Decreto de emergência estadual
Diante da gravidade da situação, o governo do Acre decretou situação de emergência em seis municípios no último domingo (5). A medida, publicada em edição extra do Diário Oficial do Estado, abrange Cruzeiro do Sul, Feijó, Mâncio Lima, Rodrigues Alves, Tarauacá e Plácido de Castro. O decreto tem validade de 180 dias e segue para reconhecimento pelo governo federal.
O documento detalha que "a situação de inundação atual é caracterizada por um aumento significativo e exponencial dos níveis dos rios Purus, Tarauacá, Envira, Juruá, Iaco e Abunã, acarretando custos consideráveis para a população vulnerável". A medida permite ainda a edição de normas complementares para ações durante todo o período de emergência.

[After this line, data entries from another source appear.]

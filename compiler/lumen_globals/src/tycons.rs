//! Well-known type constructors.
//!
//! Every type constructor the compiler refers to by name is looked up once
//! here, when the environment is built. Host-runtime types go through the
//! session's unit resolver; standard-library types address the
//! standard-library unit directly. While compiling the standard library
//! itself, both kinds are addressed in the local unit: they cannot be
//! dereferenced until the type checker defines them.

use std::sync::Arc;

use lumen_ir::StringInterner;

use crate::prims::PrimitiveKind;
use crate::tuple::TupleTycons;
use crate::tycon::TyconRef;
use crate::unit::{resolve_or_deferred, CompilationUnit, UnitRef, UnitResolver};

/// Namespace of host-runtime primitives.
pub const SYSTEM_NAMESPACE: &str = "System";
/// Namespace of the standard library's core types.
pub const CORE_NAMESPACE: &str = "Lumen.Core";

/// Highest array rank with its own constructor.
pub const MAX_ARRAY_RANK: usize = 32;

#[derive(Copy, Clone, Eq, PartialEq, Hash, Debug)]
pub enum Origin {
    /// Defined by the host runtime; found through the unit resolver.
    Host,
    /// Defined by the standard library.
    Core,
}

/// Named non-primitive type constructors.
#[derive(Copy, Clone, Eq, PartialEq, Hash, Debug)]
pub enum NamedTycon {
    Func,
    Option,
    ValueOption,
    List,
    Seq,
    RefCell,
    Format,
    Expr,
    RawExpr,
    ByRef,
    NativePtr,
    QueryBuilder,
    QuerySource,
    Lazy,
    Nullable,
    IEnumerable,
    IEnumerator,
    EqualityComparer,
    Comparer,
    Disposable,
    Void,
    SystemArray,
    Attribute,
    ValueType,
    Enum,
    Delegate,
}

impl NamedTycon {
    pub const ALL: [NamedTycon; 26] = [
        NamedTycon::Func,
        NamedTycon::Option,
        NamedTycon::ValueOption,
        NamedTycon::List,
        NamedTycon::Seq,
        NamedTycon::RefCell,
        NamedTycon::Format,
        NamedTycon::Expr,
        NamedTycon::RawExpr,
        NamedTycon::ByRef,
        NamedTycon::NativePtr,
        NamedTycon::QueryBuilder,
        NamedTycon::QuerySource,
        NamedTycon::Lazy,
        NamedTycon::Nullable,
        NamedTycon::IEnumerable,
        NamedTycon::IEnumerator,
        NamedTycon::EqualityComparer,
        NamedTycon::Comparer,
        NamedTycon::Disposable,
        NamedTycon::Void,
        NamedTycon::SystemArray,
        NamedTycon::Attribute,
        NamedTycon::ValueType,
        NamedTycon::Enum,
        NamedTycon::Delegate,
    ];

    #[inline]
    pub const fn index(self) -> usize {
        self as usize
    }

    /// Where the constructor lives: origin, namespace, compiled name.
    pub const fn location(self) -> (Origin, &'static str, &'static str) {
        match self {
            NamedTycon::Func => (Origin::Core, CORE_NAMESPACE, "Function`2"),
            NamedTycon::Option => (Origin::Core, CORE_NAMESPACE, "Option`1"),
            NamedTycon::ValueOption => (Origin::Core, CORE_NAMESPACE, "ValueOption`1"),
            NamedTycon::List => (Origin::Core, CORE_NAMESPACE, "List`1"),
            NamedTycon::Seq => (Origin::Core, CORE_NAMESPACE, "seq`1"),
            NamedTycon::RefCell => (Origin::Core, CORE_NAMESPACE, "Ref`1"),
            NamedTycon::Format => (Origin::Core, CORE_NAMESPACE, "PrintfFormat`5"),
            NamedTycon::ByRef => (Origin::Core, CORE_NAMESPACE, "byref`1"),
            NamedTycon::NativePtr => (Origin::Core, CORE_NAMESPACE, "nativeptr`1"),
            NamedTycon::Expr => (Origin::Core, "Lumen.Core.Quotations", "Expr`1"),
            NamedTycon::RawExpr => (Origin::Core, "Lumen.Core.Quotations", "Expr"),
            NamedTycon::QueryBuilder => (Origin::Core, "Lumen.Core.Linq", "QueryBuilder"),
            NamedTycon::QuerySource => (Origin::Core, "Lumen.Core.Linq", "QuerySource`2"),
            NamedTycon::Lazy => (Origin::Host, SYSTEM_NAMESPACE, "Lazy`1"),
            NamedTycon::Nullable => (Origin::Host, SYSTEM_NAMESPACE, "Nullable`1"),
            NamedTycon::IEnumerable => {
                (Origin::Host, "System.Collections.Generic", "IEnumerable`1")
            }
            NamedTycon::IEnumerator => {
                (Origin::Host, "System.Collections.Generic", "IEnumerator`1")
            }
            NamedTycon::EqualityComparer => {
                (Origin::Host, "System.Collections", "IEqualityComparer")
            }
            NamedTycon::Comparer => (Origin::Host, "System.Collections", "IComparer"),
            NamedTycon::Disposable => (Origin::Host, SYSTEM_NAMESPACE, "IDisposable"),
            NamedTycon::Void => (Origin::Host, SYSTEM_NAMESPACE, "Void"),
            NamedTycon::SystemArray => (Origin::Host, SYSTEM_NAMESPACE, "Array"),
            NamedTycon::Attribute => (Origin::Host, SYSTEM_NAMESPACE, "Attribute"),
            NamedTycon::ValueType => (Origin::Host, SYSTEM_NAMESPACE, "ValueType"),
            NamedTycon::Enum => (Origin::Host, SYSTEM_NAMESPACE, "Enum"),
            NamedTycon::Delegate => (Origin::Host, SYSTEM_NAMESPACE, "Delegate"),
        }
    }
}

/// Compiled name of the array constructor for `rank`: `[]`1`, `[,]`1`, ...
pub fn array_tycon_name(rank: usize) -> String {
    format!("[{}]`1", ",".repeat(rank.saturating_sub(1)))
}

/// Looks up type constructors on behalf of the environment.
pub(crate) struct TyconFinder<'a> {
    pub interner: &'a StringInterner,
    pub resolver: &'a dyn UnitResolver,
    pub local: &'a Arc<CompilationUnit>,
    pub core: &'a UnitRef,
    pub compiling_std_lib: bool,
}

impl TyconFinder<'_> {
    /// A host-runtime type, located through the resolver.
    ///
    /// Unresolvable types yield a reference backed by a deferred sentinel.
    pub fn sys(&self, namespace: &str, name: &str) -> TyconRef {
        let path = self.interner.intern_path(namespace);
        let name = self.interner.intern(name);
        if self.compiling_std_lib {
            return TyconRef::in_unit(self.local, path, name);
        }
        let unit = resolve_or_deferred(self.resolver, self.interner, &path, name, false);
        TyconRef::non_local(unit, path, name)
    }

    /// A standard-library type, addressed in the standard-library unit.
    ///
    /// Without a loaded standard library each reference gets its own
    /// sentinel, so the failure names the type that was asked for.
    pub fn core(&self, namespace: &str, name: &str) -> TyconRef {
        let path = self.interner.intern_path(namespace);
        let name = self.interner.intern(name);
        if self.compiling_std_lib {
            return TyconRef::in_unit(self.local, path, name);
        }
        let unit = if self.core.is_deferred() {
            let diagnostic = format!("{} not found", path.qualify(name, self.interner));
            UnitRef::deferred(path.clone(), name, diagnostic)
        } else {
            self.core.clone()
        };
        TyconRef::non_local(unit, path, name)
    }

    fn find(&self, origin: Origin, namespace: &str, name: &str) -> TyconRef {
        match origin {
            Origin::Host => self.sys(namespace, name),
            Origin::Core => self.core(namespace, name),
        }
    }
}

/// Every well-known type constructor, looked up once.
#[derive(Clone, Debug)]
pub struct WellKnownTycons {
    /// Language-level primitive constructors, indexed by `PrimitiveKind`.
    core_prims: Box<[TyconRef]>,
    /// Host-runtime counterparts of the primitives.
    sys_prims: Box<[Option<TyconRef>]>,
    named: Box<[TyconRef]>,
    /// `arrays[r - 1]` is the rank `r` constructor.
    arrays: Box<[TyconRef]>,
    pub tuples: TupleTycons,
}

impl WellKnownTycons {
    pub(crate) fn new(finder: &TyconFinder<'_>) -> Self {
        let sys_prims: Box<[Option<TyconRef>]> = PrimitiveKind::ALL
            .iter()
            .map(|kind| kind.host_name().map(|name| finder.sys(SYSTEM_NAMESPACE, name)))
            .collect();
        let core_prims = PrimitiveKind::ALL
            .iter()
            .map(|&kind| match (kind.core_name(), &sys_prims[kind.index()]) {
                (None, Some(host)) => host.clone(),
                (name, _) => finder.core(CORE_NAMESPACE, name.unwrap_or("Unit")),
            })
            .collect();
        let named = NamedTycon::ALL
            .iter()
            .map(|tycon| {
                let (origin, namespace, name) = tycon.location();
                finder.find(origin, namespace, name)
            })
            .collect();
        let arrays = (1..=MAX_ARRAY_RANK)
            .map(|rank| finder.core(CORE_NAMESPACE, &array_tycon_name(rank)))
            .collect();
        let tuples = TupleTycons::new(
            std::array::from_fn(|i| finder.sys(SYSTEM_NAMESPACE, &format!("Tuple`{}", i + 1))),
            std::array::from_fn(|i| {
                finder.sys(SYSTEM_NAMESPACE, &format!("ValueTuple`{}", i + 1))
            }),
        );

        WellKnownTycons {
            core_prims,
            sys_prims,
            named,
            arrays,
            tuples,
        }
    }

    /// The language-level constructor for a primitive.
    #[inline]
    pub fn core_prim(&self, kind: PrimitiveKind) -> &TyconRef {
        &self.core_prims[kind.index()]
    }

    /// The host-runtime constructor for a primitive.
    #[inline]
    pub fn sys_prim(&self, kind: PrimitiveKind) -> Option<&TyconRef> {
        self.sys_prims[kind.index()].as_ref()
    }

    #[inline]
    pub fn get(&self, tycon: NamedTycon) -> &TyconRef {
        &self.named[tycon.index()]
    }

    /// The array constructor for `rank`.
    ///
    /// # Panics
    /// Panics when `rank` is outside `1..=32`.
    pub fn array(&self, rank: usize) -> &TyconRef {
        assert!(
            (1..=MAX_ARRAY_RANK).contains(&rank),
            "array rank {rank} is outside 1..={MAX_ARRAY_RANK}"
        );
        &self.arrays[rank - 1]
    }

    /// Rank of an array constructor.
    pub fn array_rank(&self, tcref: &TyconRef) -> Option<usize> {
        self.arrays.iter().position(|t| t == tcref).map(|i| i + 1)
    }
}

Abastecimento de água e outros rios afetados
Com a elevação do Rio Juruá, o Serviço de Água e Esgoto do Estado do Acre (Saneacre) realizou na última sexta-feira (3) uma ação emergencial para garantir o abastecimento de água potável às famílias afetadas. A distribuição foi feita por caminhão-pipa no bairro da Várzea, uma das regiões mais impactadas.
Segundo o órgão, o fornecimento pela rede pública é interrompido em áreas alagadas para evitar a contaminação da água tratada. Nesses casos, o abastecimento alternativo é adotado como medida essencial para garantir água segura para consumo e uso doméstico.
A Defesa Civil informou ainda que os rios Croa, Juruá Mirim e Valparaíso também apresentam elevação significativa no nível das águas, ampliando o alcance da crise hídrica na região.
Contexto histórico e cheias recentes
Historicamente, o período de maior ocorrência de cheias em Cruzeiro do Sul ocorre entre o fim de fevereiro e o início de março, com registros eventuais ao longo de abril. Nos últimos anos, as primeiras retiradas de famílias costumam ocorrer quando o rio atinge entre 13,50 metros e 13,60 metros.
Esta não é a primeira cheia significativa do ano. No dia 17 de janeiro, o município passou por uma inundação que afetou cerca de 1.650 famílias, aproximadamente 6,6 mil pessoas. Na ocasião, ao menos 139 famílias ficaram sem energia elétrica e consequentemente sem acesso à água potável.
Já no dia 31 de janeiro, o Rio Juruá ultrapassou a cota de transbordo ao atingir 13,12 metros, mantendo o município em alerta máximo conforme a Defesa Civil Municipal. A última enchente significativa ocorreu no dia 24 de fevereiro, quando o manancial marcou 13,17 metros e atingiu nove bairros e oito comunidades rurais.
A cota de transbordo foi ultrapassada inicialmente na última segunda-feira (30), quando o rio registrou 14,10 metros na sexta-feira (3), afetando naquela ocasião 4.991 famílias e 19,6 mil pessoas. Os números demonstram a rápida escalada da crise nas últimas 72 horas.